Şüpheli listem oldukça kalabalık bir hâl almıştı. Robin amcanın eşi Clara ve halam İsabelle kendi aralarında konuştukları zaman onların tepkilerini de izledim. Cenaze hakkında konuştuklarını anlamak kolaydı. Ancak İsabelle hala suratını buruşturmuş ve başını iki yana sallamıştı. Ben de bu mimiklerinden dolayı halamın bir şeylere karşı olduğunu fark etmiştim.

''Linda...'' dedi babaannem mezarın önüne geçerek. Herkes onun konuşma yapacağını anlamıştı ve sessizlik, yeniden ortamın hâkimine dönmüştü. ''En küçük kızım,'' dedi hüzünle.

Babaannemin bu tabiri Victor'un başını bir anlığına sağa döndürmüştü. Rahatsız olmuş gibiydi. Demek ki Linda'nın 'evin küçük kızı' olması Victor'un sinirlerini bozuyordu. Dava gitgide kabaracaktı...

''Gittiğin yerde her daim mutlu olmanı ve sonsuza kadar huzur içinde uyumanı diliyorum,'' dedi babaannem. Fakat daha fazla dayanamadan ağlamaya başlayınca Robin amca onu malikâneye götürmüştü.

Geriye kalanlar da birkaç kelime konuşarak sırayla dağılıyorlardı. Herkesin ardından Victor, Simon, Sarah ve babam Marcus kalmıştı. Simon hıçkırarak ağmaya başladığı zaman babam onunla beraber malikânenin arka bahçesine doğru yürümeye başladı.

Bense Victor'un tepkilerini izlemeye devam ediyordum. Fazlasıyla bitap hâldeydi. Herkesin durumunun kötü olduğu doğruydu ama Victor biraz abartıyor gibi duruyordu. Linda'nın mezar taşına doğru eğildi ve bir süre öyle kaldı.

''Fazla kötü... Ha?'' dedi yanıma yaklaşan Sarah.
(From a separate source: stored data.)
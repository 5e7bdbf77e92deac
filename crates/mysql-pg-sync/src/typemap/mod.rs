//! Column type rules: which target kind each source column is normalized to.
//!
//! Rules are keyed by upper-cased column name and loaded once per run. Rule
//! sets are applied in order, so a later set overrides an earlier one for the
//! same column; per-table sets are layered on top of the shared registry.

use std::collections::HashMap;
use std::fmt;

use serde::{Deserialize, Serialize};

/// Semantic kind of a target column.
#[derive(Debug, Clone, Copy, PartialEq, Eq, Hash)]
pub enum ColumnKind {
    Date,
    Timestamp,
    Interval,
    Numeric { precision: u32, scale: u32 },
    Passthrough,
}

impl fmt::Display for ColumnKind {
    fn fmt(&self, f: &mut fmt::Formatter<'_>) -> fmt::Result {
        match self {
            ColumnKind::Date => write!(f, "DATE"),
            ColumnKind::Timestamp => write!(f, "TIMESTAMP"),
            ColumnKind::Interval => write!(f, "INTERVAL"),
            ColumnKind::Numeric { precision, scale } => {
                write!(f, "NUMBER({},{})", precision, scale)
            }
            ColumnKind::Passthrough => write!(f, "PASSTHROUGH"),
        }
    }
}

/// One column's rule.
#[derive(Debug, Clone, PartialEq, Eq)]
pub struct ColumnTypeRule {
    /// Upper-cased column name.
    pub column_name: String,
    pub kind: ColumnKind,
}

impl ColumnTypeRule {
    pub fn new(column_name: &str, kind: ColumnKind) -> Self {
        Self {
            column_name: column_name.to_uppercase(),
            kind,
        }
    }
}

/// Declared precision and scale of a fixed-point column.
#[derive(Debug, Clone, Copy, PartialEq, Eq, Serialize, Deserialize)]
pub struct NumericSpec {
    pub precision: u32,
    #[serde(default)]
    pub scale: u32,
}

/// A group of rules as written in the config file.
#[derive(Debug, Clone, Default, PartialEq, Eq, Serialize, Deserialize)]
pub struct TypeRuleSet {
    /// Columns loaded as date-only values.
    #[serde(default)]
    pub date: Vec<String>,

    /// Columns loaded as whole-second timestamps.
    #[serde(default)]
    pub timestamp: Vec<String>,

    /// Columns loaded as durations.
    #[serde(default)]
    pub interval: Vec<String>,

    /// Fixed-point columns with their declared precision/scale.
    #[serde(default)]
    pub numeric: std::collections::BTreeMap<String, NumericSpec>,
}

impl TypeRuleSet {
    /// Flatten into rules; within one set the order is date, timestamp,
    /// interval, numeric.
    pub fn rules(&self) -> Vec<ColumnTypeRule> {
        let mut rules = Vec::new();
        rules.extend(self.date.iter().map(|c| ColumnTypeRule::new(c, ColumnKind::Date)));
        rules.extend(
            self.timestamp
                .iter()
                .map(|c| ColumnTypeRule::new(c, ColumnKind::Timestamp)),
        );
        rules.extend(
            self.interval
                .iter()
                .map(|c| ColumnTypeRule::new(c, ColumnKind::Interval)),
        );
        rules.extend(self.numeric.iter().map(|(c, spec)| {
            ColumnTypeRule::new(
                c,
                ColumnKind::Numeric {
                    precision: spec.precision,
                    scale: spec.scale,
                },
            )
        }));
        rules
    }

    /// Upper-cased column names declared under more than one kind.
    pub fn conflicting_columns(&self) -> Vec<String> {
        let mut seen: HashMap<String, ColumnKind> = HashMap::new();
        let mut conflicts = Vec::new();
        for rule in self.rules() {
            if let Some(prev) = seen.insert(rule.column_name.clone(), rule.kind) {
                if prev != rule.kind && !conflicts.contains(&rule.column_name) {
                    conflicts.push(rule.column_name);
                }
            }
        }
        conflicts
    }

    pub fn is_empty(&self) -> bool {
        self.date.is_empty()
            && self.timestamp.is_empty()
            && self.interval.is_empty()
            && self.numeric.is_empty()
    }
}

/// Read-only lookup from column name to [`ColumnKind`].
#[derive(Debug, Clone, Default, PartialEq, Eq)]
pub struct TypeRuleRegistry {
    rules: HashMap<String, ColumnKind>,
}

impl TypeRuleRegistry {
    pub fn new() -> Self {
        Self::default()
    }

    /// Build from rule sets, later sets overriding earlier ones.
    pub fn from_sets<'a>(sets: impl IntoIterator<Item = &'a TypeRuleSet>) -> Self {
        let mut registry = Self::new();
        for set in sets {
            registry.extend(set.rules());
        }
        registry
    }

    /// Add or override one rule.
    pub fn insert(&mut self, rule: ColumnTypeRule) {
        self.rules.insert(rule.column_name, rule.kind);
    }

    /// Add or override rules in order.
    pub fn extend(&mut self, rules: impl IntoIterator<Item = ColumnTypeRule>) {
        for rule in rules {
            self.insert(rule);
        }
    }

    /// A copy with `overrides` layered on top.
    #[must_use]
    pub fn with_overrides(&self, overrides: &TypeRuleSet) -> Self {
        let mut registry = self.clone();
        registry.extend(overrides.rules());
        registry
    }

    /// Kind for a column name (case-insensitive); PASSTHROUGH if unknown.
    pub fn kind_of(&self, column: &str) -> ColumnKind {
        self.rules
            .get(&column.to_uppercase())
            .copied()
            .unwrap_or(ColumnKind::Passthrough)
    }

    /// Resolve kinds for a whole header, in header order.
    pub fn resolve(&self, header: &[String]) -> Vec<ColumnKind> {
        header.iter().map(|c| self.kind_of(c)).collect()
    }

    pub fn len(&self) -> usize {
        self.rules.len()
    }

    pub fn is_empty(&self) -> bool {
        self.rules.is_empty()
    }
}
Başımı sallayarak, ''Öyle...'' diye mırıldandım. ''Ben yokken de bu kadar kötü müydü?''

Sarah dudaklarını 'sen öyle san' der gibi birbirine bastırdı. ''Bu iyi hâlleri dostum... En azından artık odasından dışarıya çıkıp yemek yiyor.'' Elindeki sigaradan bir fırt daha çektikten sonra bana uzattı. Başımı olumsuz anlamda sallamıştım ama Sarah, muzip bir gülümsemeyle omuzumu kavramıştı. ''Kendini kasma ahbap, rahatlaman gerekiyor,'' dedi ve omuzumu sıvazladı. ''Cenazeye de katılmadın, uzaktan izledin. Böyle giderse birkaç yıla saçların beyazlayacak.''

Ciddileştim. ''Elimden gelenin en iyisi bu, inan bana.''

''Peki,'' dedi kaşlarını kaldırarak. Sarah siyahi bir kadındı. Teninin simsiyah olmasına rağmen gözlerinin altındaki morluklar, şişlikler kendini belli ediyordu. Üzgündü olduğu belliydi. ''Ama sen, benim için Dedektif Nora Raven değilsin sadece,'' dedi kısık bir sesle. ''Aynı zamanda uzaklarda yaşayan zeki ve güzel kuzenimsin. Kan bağımızın olmadığına bakma... Seni önemsiyorum dostum. Kendine dikkat et.''

Omzunu okşadım. ''Sen de öyle Sarah, ama benim önceliğim sizin güvenliğiniz.''

''Hım hım... Biliyorum,'' dedi göz kırparak. ''Bir şeye ihtiyacın olursa ikinci kattaki 58 numaralı odada olduğumu unutma. Şimdi... Biraz yemek yiyelim mi? Kurt gibi açıktım, günlerdir mideme hiçbir şey girmedi.''

''Olur,'' dedim ve gülümsedim. İçimden bir ses Sarah'ın masum olduğunu söylüyordu fakat karar vermek için henüz erkendi. Victor'a son bir bakış attığımda şüphelerim büyümüştü. Sarah daha birkaç adım atmışken, ''Baksana Sarah,'' diye seslendim. Bana dönünce ciddileştim. ''Birkaç işim daha var burada... Birkaç dakikaya yemek salonunda buluşalım, olur mu?''

Sol elini deri pantolonunun cebine sokarak, ''Emredersiniz, Dedektif,'' dedi ve sağ elini alnına dayayıp asker selamı verdi. Gülümsediğim sırada çoktan malikâneye doğru yürümeye başlamıştı.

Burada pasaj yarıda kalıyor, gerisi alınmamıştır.